Japanese Yen Rises, Australian Dollar Drops

Market Reviews

Japanese yen has broadly increased since Asian shares have weakened. For example, HK HSI reduced -400 points (-1.5%). This might be caused by another threat sent by North Korea concerning a ballistic missile attack. Esuro Honda (Shinzo Abe's advisor) and Nobuyuki Nakahara (BoJ board member) stated that next Bank of Japan’s governor should have a different look at the policy, that will be able to refresh and improve it and also he should manage to withdraw the Bank from the stimulus. Haruhiko Kuroda’s term ends in April next year and the majority assume that someone else will take over.

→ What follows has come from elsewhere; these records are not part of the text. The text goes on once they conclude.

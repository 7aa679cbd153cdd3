//! # claude-gateway-rs
//!
//! OpenAI-compatible tool-call lifecycle engine over a Claude-style completion
//! provider.
//!
//! ## Overview
//!
//! This library implements the translation core of an HTTP gateway that accepts
//! OpenAI Chat Completions requests and serves them from a Claude-style model
//! SDK: tool schemas are validated and converted between the two
//! representations, tool invocations emitted by the model are stamped with
//! stable identifiers and tracked through a per-session state machine, and
//! parallel tool-call batches are analyzed for conflicts before being
//! dispatched under a bounded concurrency window. Every failure is classified
//! into a fixed taxonomy and rendered as an OpenAI-shaped error envelope.
//!
//! The HTTP routing layer and the model SDK transport are external
//! collaborators: routes hand a parsed [`ChatCompletionRequest`] to the
//! [`GatewayEngine`], and the engine talks to the model through the
//! [`provider::CompletionProvider`] trait.
//!
//! ## Quick Start
//!
//! ```rust,no_run
//! use claude_gateway_rs::{GatewayConfig, GatewayEngine};
//! use claude_gateway_rs::types::request::ChatCompletionRequest;
//! use std::sync::Arc;
//!
//! # async fn run(provider: Arc<dyn claude_gateway_rs::provider::CompletionProvider>) {
//! let engine = GatewayEngine::new(GatewayConfig::default(), provider);
//!
//! let request: ChatCompletionRequest = serde_json::from_str(
//!     r#"{"model":"claude-sonnet-4-20250514","messages":[{"role":"user","content":"Hi"}]}"#,
//! ).unwrap();
//!
//! match engine.handle_completion(&request, "session-1").await {
//!     Ok(response) => println!("{}", serde_json::to_string(&response).unwrap()),
//!     Err(failure) => println!("HTTP {}: {:?}", failure.status, failure.envelope),
//! }
//! # }
//! ```
//!
//! ## Module Organization
//!
//! | Module | Description |
//! |--------|-------------|
//! | [`types`] | Wire types (tools, choices, calls, envelopes, provider events) |
//! | [`schema`] | Tool schema validation with a bounded, TTL-expiring cache |
//! | [`ident`] | Call id generation and per-session tracking |
//! | [`convert`] | OpenAI ↔ Claude format conversion with round-trip checks |
//! | [`choice`] | `tool_choice` resolution into a behavior descriptor |
//! | [`respond`] | Tool-call and chat-completion response formatting |
//! | [`coordinate`] | Conflict detection and sliding-window parallel dispatch |
//! | [`state`] | Per-session tool-call state machine with expiry cleanup |
//! | [`classify`] | Error taxonomy, recovery actions, error envelope rendering |
//! | [`provider`] | The asynchronous completion-provider boundary |
//! | [`engine`] | Dependency-injected wiring of the full request flow |

pub mod choice;
pub mod classify;
pub mod config;
pub mod convert;
pub mod coordinate;
pub mod engine;
pub mod ident;
pub mod provider;
pub mod respond;
pub mod schema;
pub mod state;
pub mod types;

// Re-export main types for convenience
pub use config::{GatewayConfig, PermissionMode, ToolConfiguration};
pub use engine::{GatewayEngine, GatewayFailure};
pub use types::{
    response::ChatCompletionResponse,
    tool::{ToolCall, ToolChoice, ToolDefinition},
};

use futures::Stream;
use std::pin::Pin;

/// Result type alias for the library
pub type Result<T> = std::result::Result<T, Error>;

/// A unified pinned, boxed stream of provider events
pub type BoxStream<'a, T> = Pin<Box<dyn Stream<Item = Result<T>> + Send + 'a>>;

/// Error type for the library
pub mod error;
pub use error::{Error, ErrorContext};
//! OpenAI ↔ Claude format conversion.
//!
//! Conversion is information-preserving for the fields both sides support
//! (`name`, `description`, schema body); fields with no counterpart are
//! dropped with an explicit warning, never silently corrupted. Validation
//! precedes conversion: malformed input is rejected before any mapping is
//! attempted.

pub mod choice;
pub mod roundtrip;
pub mod tools;

pub use choice::{convert_claude_choice, convert_openai_choice};
pub use roundtrip::{verify_choice_round_trip, verify_round_trip, RoundTripReport};
pub use tools::{to_claude_tools, to_openai_tools, ConversionOutcome, ConversionWarning};

use thiserror::Error;

#[derive(Debug, Clone, PartialEq, Eq, Error)]
pub enum ConversionError {
    #[error("tools[{index}]: unsupported tool type {found:?}")]
    UnsupportedToolType { index: usize, found: String },

    #[error("tools[{index}]: function name is empty")]
    MissingName { index: usize },

    #[error("tools[{index}]: parameters schema is not a JSON object")]
    SchemaNotAnObject { index: usize },

    #[error("tools[{index}]: input_schema is not a JSON object")]
    InputSchemaNotAnObject { index: usize },

    #[error("Unknown tool choice value {value:?}")]
    UnknownChoice { value: String },
}

impl ConversionError {
    pub fn code(&self) -> &'static str {
        match self {
            ConversionError::UnsupportedToolType { .. } => "UNSUPPORTED_TOOL_TYPE",
            ConversionError::MissingName { .. } => "MISSING_FUNCTION_NAME",
            ConversionError::SchemaNotAnObject { .. }
            | ConversionError::InputSchemaNotAnObject { .. } => "SCHEMA_NOT_AN_OBJECT",
            ConversionError::UnknownChoice { .. } => "UNKNOWN_TOOL_CHOICE",
        }
    }
}
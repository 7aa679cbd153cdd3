//! The completion-provider boundary.
//!
//! The engine consumes an asynchronous, typed event sequence from an opaque
//! collaborator. Authentication, session transport and SDK details live on
//! the other side of this trait.

use crate::types::events::ProviderEvent;
use crate::types::tool::{ClaudeTool, ClaudeToolChoice};
use crate::{BoxStream, Result};
use async_trait::async_trait;

/// Options bag handed to the provider alongside the prompt.
#[derive(Debug, Clone, Default)]
pub struct CompletionOptions {
    pub model: String,
    pub max_turns: u32,
    /// Tool names the model may invoke. Empty means "all provided tools".
    pub allowed_tools: Vec<String>,
    /// Tool names withheld from the model outright.
    pub disallowed_tools: Vec<String>,
    pub tools: Vec<ClaudeTool>,
    pub choice_directive: Option<ClaudeToolChoice>,
}

/// An asynchronous completion provider.
///
/// Implementations yield an ordered stream of [`ProviderEvent`]s:
/// `SystemInit` first, then any number of `AssistantDelta`/`ToolInvocation`
/// events, then a terminal `Completed`.
#[async_trait]
pub trait CompletionProvider: Send + Sync {
    async fn complete(
        &self,
        prompt: &str,
        options: &CompletionOptions,
    ) -> Result<BoxStream<'static, ProviderEvent>>;

    fn name(&self) -> &str {
        "completion-provider"
    }
}
//! Inbound chat-completion request types.
//!
//! Parsed by the HTTP layer; the engine only consumes the tool-related
//! fields plus the messages needed for correlation and prompt assembly.

use super::tool::{ToolCall, ToolChoice, ToolDefinition};
use serde::{Deserialize, Serialize};

#[derive(Debug, Clone, Serialize, Deserialize)]
pub struct ChatCompletionRequest {
    pub model: String,
    pub messages: Vec<ChatMessage>,
    #[serde(skip_serializing_if = "Option::is_none")]
    pub tools: Option<Vec<ToolDefinition>>,
    #[serde(skip_serializing_if = "Option::is_none")]
    pub tool_choice: Option<ToolChoice>,
    #[serde(skip_serializing_if = "Option::is_none")]
    pub temperature: Option<f64>,
    #[serde(skip_serializing_if = "Option::is_none")]
    pub max_tokens: Option<u32>,
    #[serde(default)]
    pub stream: bool,
}

#[derive(Debug, Clone, Serialize, Deserialize)]
pub struct ChatMessage {
    pub role: String, // "system" | "user" | "assistant" | "tool"
    #[serde(skip_serializing_if = "Option::is_none")]
    pub content: Option<String>,
    /// Present on assistant messages that carried tool calls.
    #[serde(skip_serializing_if = "Option::is_none")]
    pub tool_calls: Option<Vec<ToolCall>>,
    /// Present on `role: "tool"` result messages.
    #[serde(skip_serializing_if = "Option::is_none")]
    pub tool_call_id: Option<String>,
}

impl ChatMessage {
    pub fn user(content: impl Into<String>) -> Self {
        Self {
            role: "user".into(),
            content: Some(content.into()),
            tool_calls: None,
            tool_call_id: None,
        }
    }

    pub fn tool_result(tool_call_id: impl Into<String>, content: impl Into<String>) -> Self {
        Self {
            role: "tool".into(),
            content: Some(content.into()),
            tool_calls: None,
            tool_call_id: Some(tool_call_id.into()),
        }
    }

    pub fn is_tool_result(&self) -> bool {
        self.role == "tool"
    }
}
//! Multi-call coordination.
//!
//! Given several tool calls in one turn, decides which may run concurrently
//! (conflict detection over file-touching arguments, batch size caps) and
//! dispatches eligible calls under a sliding concurrency window. No state is
//! persisted; everything operates per invocation.

pub mod conflict;
pub mod dispatch;

pub use conflict::{can_process_in_parallel, detect_conflicts, Conflict, ParallelEligibility};
pub use dispatch::{
    mark_ready, BatchOutcome, CallFailure, CallOutcome, CoordinatorConfig, DispatchMode,
    ParallelCoordinator,
};

use thiserror::Error;

#[derive(Debug, Clone, PartialEq, Eq, Error)]
pub enum CoordinationError {
    #[error("Batch of {count} calls exceeds the parallel limit of {limit}")]
    TooManyParallelCalls { count: usize, limit: usize },

    #[error("Calls {first} and {second} both write {path:?} and cannot run concurrently")]
    ConflictingCalls {
        path: String,
        first: usize,
        second: usize,
    },
}

impl CoordinationError {
    pub fn code(&self) -> &'static str {
        match self {
            CoordinationError::TooManyParallelCalls { .. } => "TOO_MANY_PARALLEL_CALLS",
            CoordinationError::ConflictingCalls { .. } => "CONFLICTING_CALLS",
        }
    }
}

Australian dollar has significantly declined as Reserve Bank of Australia once again stood pat and maintained the rate at 1.50%. Experts say that the economic condition requires some tightening. Still, real wages growth is soft and household debt is growing. Property market faced challenges as well.

Aussie/Yen's strong drop might suggest that recoil from 81.48 has finished at 86.97, while moving towards 88.21 resistance. 85.07 support is in the spotlight. Breach in that place will prolong the corrective pattern from 88.21 towards 38.2% retracement of 72.39 to 88.21 at 82.17. If AUD/JPY lifts, formation of a top at 88.21 will be closely watched.

Japan monetary base increased 17.0% yoy in prior month. Australian retail sales are up 0.6% mom in May. Today’s data is British construction PMI and Eurozone PPI. US market is closed on 4 July holiday.